• **Task to carry out**
Write out exactly the lines from the first line of the records below through the line that contains "at vault creation.", and stop there.

(Task material)

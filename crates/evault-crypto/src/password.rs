//! Password validation: hard gates for vault creation plus a strength report

use secrecy::{ExposeSecret, SecretString};

use crate::error::{VaultError, VaultResult};

/// Minimum password length accepted at vault creation.
pub const MIN_PASSWORD_LENGTH: usize = 8;

/// Gate a new password at vault-creation time.
///
/// Mismatch is checked before weakness so a typo in the confirmation never
/// reads as a strength problem.
pub fn check_new_password(password: &SecretString, confirm: &SecretString) -> VaultResult<()> {
    if password.expose_secret() != confirm.expose_secret() {
        return Err(VaultError::PasswordMismatch);
    }
    if password.expose_secret().chars().count() < MIN_PASSWORD_LENGTH {
        return Err(VaultError::WeakPassword {
            min: MIN_PASSWORD_LENGTH,
        });
    }
    Ok(())
}

/// Strength band derived from the check score.
#[derive(Debug, Clone, Copy, PartialEq, Eq)]
pub enum Strength {
    Weak,
    Medium,
    Strong,
}

/// Non-blocking strength report: five checks, score 0-5.
#[derive(Debug, Clone)]
pub struct StrengthReport {
    pub score: u8,
    pub strength: Strength,
    pub has_length: bool,
    pub has_uppercase: bool,
    pub has_lowercase: bool,
    pub has_digit: bool,
    pub has_special: bool,
    pub recommendations: Vec<&'static str>,
}

const SPECIAL: &str = "!@#$%^&*(),.?\":{}|<>";

/// Score a password for display. Advisory only; the hard gate is
/// [`check_new_password`].
pub fn strength_report(password: &SecretString) -> StrengthReport {
    let pw = password.expose_secret();

    let has_length = pw.chars().count() >= MIN_PASSWORD_LENGTH;
    let has_uppercase = pw.chars().any(|c| c.is_ascii_uppercase());
    let has_lowercase = pw.chars().any(|c| c.is_ascii_lowercase());
    let has_digit = pw.chars().any(|c| c.is_ascii_digit());
    let has_special = pw.chars().any(|c| SPECIAL.contains(c));

    let score = [has_length, has_uppercase, has_lowercase, has_digit, has_special]
        .iter()
        .filter(|&&c| c)
        .count() as u8;

    let strength = match score {
        0..=2 => Strength::Weak,
        3..=4 => Strength::Medium,
        _ => Strength::Strong,
    };

    let recommendations = if score < 5 {
        vec![
            "Use at least 8 characters",
            "Include uppercase and lowercase letters",
            "Add numbers and special characters",
        ]
    } else {
        Vec::new()
    };

    StrengthReport {
        score,
        strength,
        has_length,
        has_uppercase,
        has_lowercase,
        has_digit,
        has_special,
        recommendations,
    }
}
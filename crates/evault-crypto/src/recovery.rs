//! Recovery phrase generation
//!
//! A 12-word BIP-39 phrase from fresh entropy, generated once at vault
//! creation, shown to the user, and never persisted. The phrase is an
//! operator-facing artifact: it is independent of the sealed credential and
//! cannot reconstruct it.

use bip39::Mnemonic;
use rand::RngCore;
use sha2::{Digest, Sha256};

use crate::error::{VaultError, VaultResult};

/// Word count of a generated phrase (128 bits of entropy).
pub const PHRASE_WORDS: usize = 12;

/// A phrase for the user to write down, with a checksum of the entropy it
/// was drawn from so two transcriptions can be compared without retyping
/// every word.
#[derive(Clone)]
pub struct RecoveryPhrase {
    pub words: String,
    pub checksum: [u8; 32],
}

impl std::fmt::Debug for RecoveryPhrase {
    fn fmt(&self, f: &mut std::fmt::Formatter<'_>) -> std::fmt::Result {
        f.debug_struct("RecoveryPhrase")
            .field("words", &"[REDACTED]")
            .field("checksum", &hex_prefix(&self.checksum))
            .finish()
    }
}

fn hex_prefix(bytes: &[u8]) -> String {
    bytes[..4].iter().map(|b| format!("{b:02x}")).collect()
}

/// Generate a fresh 12-word phrase.
pub fn generate_recovery_phrase() -> VaultResult<RecoveryPhrase> {
    let mut entropy = [0u8; 16];
    rand::thread_rng().fill_bytes(&mut entropy);

    let mnemonic = Mnemonic::from_entropy(&entropy)
        .map_err(|e| VaultError::InvalidParameters(format!("mnemonic generation: {e}")))?;

    Ok(RecoveryPhrase {
        words: mnemonic.to_string(),
        checksum: Sha256::digest(entropy).into(),
    })
}

#[cfg(test)]
mod tests {
    use super::*;

    #[test]
    fn test_phrase_has_twelve_words() {
        let phrase = generate_recovery_phrase().unwrap();
        assert_eq!(phrase.words.split_whitespace().count(), PHRASE_WORDS);
    }

    #[test]
    fn test_phrase_is_valid_bip39() {
        let phrase = generate_recovery_phrase().unwrap();
        assert!(phrase.words.parse::<Mnemonic>().is_ok());
    }

    #[test]
    fn test_phrases_are_unique() {
        let p1 = generate_recovery_phrase().unwrap();
        let p2 = generate_recovery_phrase().unwrap();

        assert_ne!(p1.words, p2.words, "fresh entropy must yield fresh phrases");
        assert_ne!(p1.checksum, p2.checksum);
    }

    #[test]
    fn test_debug_redacts_words() {
        let phrase = generate_recovery_phrase().unwrap();
        let rendered = format!("{phrase:?}");
        assert!(rendered.contains("[REDACTED]"));
        let first_word = phrase.words.split_whitespace().next().unwrap();
        assert!(!rendered.contains(&format!("{first_word} ")));
    }
}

(End Task material)

• **Solution**
filename crates/evault-crypto/src/password.rs
//! Password validation: hard gates for vault creation plus a strength report

use secrecy::{ExposeSecret, SecretString};

use crate::error::{VaultError, VaultResult};

/// Minimum password length accepted at vault creation.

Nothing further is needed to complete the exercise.